Burak Metin'in Hikayesi
Mutfağa olan merakım beni hiç tahmin etmediğim serüvenlere sürükledi. 3-4 yaşlarımdan beri mutfağa olan ilgim sayesinde 9-10 yaşlarına geldiğimde neredeyse bir ev mutfağında yapamadığım hiçbir yemek kalmamıştı. Büyüdüğüm yerde tarımla uğraşmamda buna fazlasıyla ek katkı sağladı. Lezzetlerin hikâyesi, kültürü ve emek kısmı her zaman beni cezbetti. Haliyle lisemi aşçılık üzerine okudum ve çok özel 5 yıldızlı otel ve sayılı restoranlarda staj yapma imkanına sahip oldum. Ardından bu işin üniversitesini okumaya karar verdim. Aşçılar diyarı olan Mengen de üniversitemi bitirdim ve sonrasında yeni bir usta adayı olarak mesleğimi yapmaya devam ettim. Tabi askerliğimde de aynı şekilde mutfakta yer aldım.
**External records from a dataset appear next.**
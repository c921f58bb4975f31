//! End-to-end tests driving a real server over WebSocket.

use futures_util::{SinkExt, StreamExt};
use match_core::protocol::ServerMessage;
use match_core::MatchStatus;
use match_server::{MatchServer, ServerConfig};
use serde_json::json;
use std::sync::Arc;
use std::time::Duration;
use tokio::net::{TcpListener, TcpStream};
use tokio_tungstenite::{connect_async, tungstenite::Message, MaybeTlsStream, WebSocketStream};

type Client = WebSocketStream<MaybeTlsStream<TcpStream>>;

async fn spawn_server() -> (Arc<MatchServer>, String) {
    let listener = TcpListener::bind("127.0.0.1:0").await.unwrap();
    let url = format!("ws://{}", listener.local_addr().unwrap());
    let server = Arc::new(MatchServer::new(ServerConfig::default()));

    let serving = server.clone();
    tokio::spawn(async move {
        serving.serve(listener).await.unwrap();
    });
    (server, url)
}

async fn connect(url: &str) -> Client {
    let (client, _) = connect_async(url).await.unwrap();
    client
}

async fn send(client: &mut Client, event: &str, data: serde_json::Value) {
    let frame = json!({ "event": event, "data": data }).to_string();
    client.send(Message::Text(frame.into())).await.unwrap();
}

async fn recv(client: &mut Client) -> ServerMessage {
    loop {
        let frame = tokio::time::timeout(Duration::from_secs(5), client.next())
            .await
            .expect("timed out waiting for a frame")
            .expect("stream closed")
            .unwrap();
        if let Message::Text(text) = frame {
            return serde_json::from_str(&text).unwrap();
        }
    }
}

#[tokio::test]
async fn full_match_over_websocket() {
    let (server, url) = spawn_server().await;
    let mut host = connect(&url).await;
    let mut guest = connect(&url).await;

    send(&mut host, "create-match", json!({ "userId": "alice", "displayName": "Alice" })).await;
    let match_id = match recv(&mut host).await {
        ServerMessage::MatchCreated(view) => {
            assert_eq!(view.status, MatchStatus::Pending);
            view.id
        }
        other => panic!("expected match-created, got {other:?}"),
    };

    send(
        &mut guest,
        "join-match",
        json!({ "matchId": match_id, "userId": "bob", "displayName": "Bob" }),
    )
    .await;
    assert!(matches!(recv(&mut guest).await, ServerMessage::MatchJoined(_)));
    assert!(matches!(recv(&mut host).await, ServerMessage::MatchJoined(_)));

    send(&mut host, "start-match", json!({ "matchId": match_id })).await;
    assert!(matches!(recv(&mut host).await, ServerMessage::MatchStarted(_)));
    assert!(matches!(recv(&mut guest).await, ServerMessage::MatchStarted(_)));

    send(&mut host, "chess-move", json!({ "matchId": match_id, "from": "e2", "to": "e4" })).await;
    for client in [&mut host, &mut guest] {
        match recv(client).await {
            ServerMessage::MatchState(state) => assert_eq!(state.history, vec!["e4".to_string()]),
            other => panic!("expected match-state, got {other:?}"),
        }
    }

    // Moving out of turn is answered only to the mover
    send(&mut host, "chess-move", json!({ "matchId": match_id, "from": "d2", "to": "d4" })).await;
    assert!(matches!(recv(&mut host).await, ServerMessage::InvalidMove(_)));

    server.shutdown();
}

#[tokio::test]
async fn garbage_frames_are_answered_not_fatal() {
    let (server, url) = spawn_server().await;
    let mut client = connect(&url).await;

    client.send(Message::Text("not json".into())).await.unwrap();
    assert!(matches!(recv(&mut client).await, ServerMessage::InvalidMessage(_)));

    send(&mut client, "teleport", json!({})).await;
    assert!(matches!(recv(&mut client).await, ServerMessage::InvalidMessage(_)));

    // The connection is still usable afterwards
    send(&mut client, "create-match", json!({ "userId": "carol" })).await;
    assert!(matches!(recv(&mut client).await, ServerMessage::MatchCreated(_)));

    server.shutdown();
}

#[tokio::test]
async fn disconnect_is_reported_to_the_opponent() {
    let (server, url) = spawn_server().await;
    let mut host = connect(&url).await;
    let mut guest = connect(&url).await;

    send(&mut host, "create-match", json!({ "userId": "alice" })).await;
    let ServerMessage::MatchCreated(view) = recv(&mut host).await else {
        panic!("expected match-created");
    };
    send(&mut guest, "join-match", json!({ "matchId": view.id, "userId": "bob" })).await;
    recv(&mut guest).await;
    recv(&mut host).await;
    send(&mut host, "start-match", json!({ "matchId": view.id })).await;
    recv(&mut host).await;
    recv(&mut guest).await;

    guest.close(None).await.unwrap();

    match recv(&mut host).await {
        ServerMessage::PlayerDisconnected(player) => assert_eq!(player.player_id.0, "bob"),
        other => panic!("expected player-disconnected, got {other:?}"),
    }

    server.shutdown();
}

#[tokio::test]
async fn shutdown_closes_open_sockets() {
    let (server, url) = spawn_server().await;
    let mut client = connect(&url).await;

    // Round trip first so the server has registered the socket
    send(&mut client, "create-match", json!({ "userId": "dave" })).await;
    recv(&mut client).await;

    server.shutdown();

    let closed = tokio::time::timeout(Duration::from_secs(5), async {
        while let Some(frame) = client.next().await {
            match frame {
                Ok(Message::Close(_)) | Err(_) => return true,
                _ => continue,
            }
        }
        true
    })
    .await;
    assert!(matches!(closed, Ok(true)));
}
Türkiye’nin İzmir, Antalya, Muğla, Düzce, Sakarya illerinde mutfaklarda çalışarak basamakları hem alaylı hem de okullu olarak bir bir tırmandım. Gerçekten de severek yaptığım için sadece mutfakta kalmanın yetersiz olduğunu düşünerek gastronomik seyahatler, mesleğimle alakalı fuarlar, yarışmalar, geziler ve ziyaretler yapmaya devam ettim. Elbette ki ne kadar ünlü ve lider şef varsa hepsini yakından takip ederek ve örnek alarak kendimi geliştirmeye devam ettim. Tabi ki de belki de mutfak ve gastronomi adı altında ne kadar kitap varsa hepsini de 2-3 kere okudum. Artık yavaş yavaş mutfakta kendi tarzım, alanım ve mutfak kültürüm şekilleniyordu. Bunları yaparken de sürekli yeni lezzetler tadıyor ve restoranlarda tadım menülerini merakla inceliyordum.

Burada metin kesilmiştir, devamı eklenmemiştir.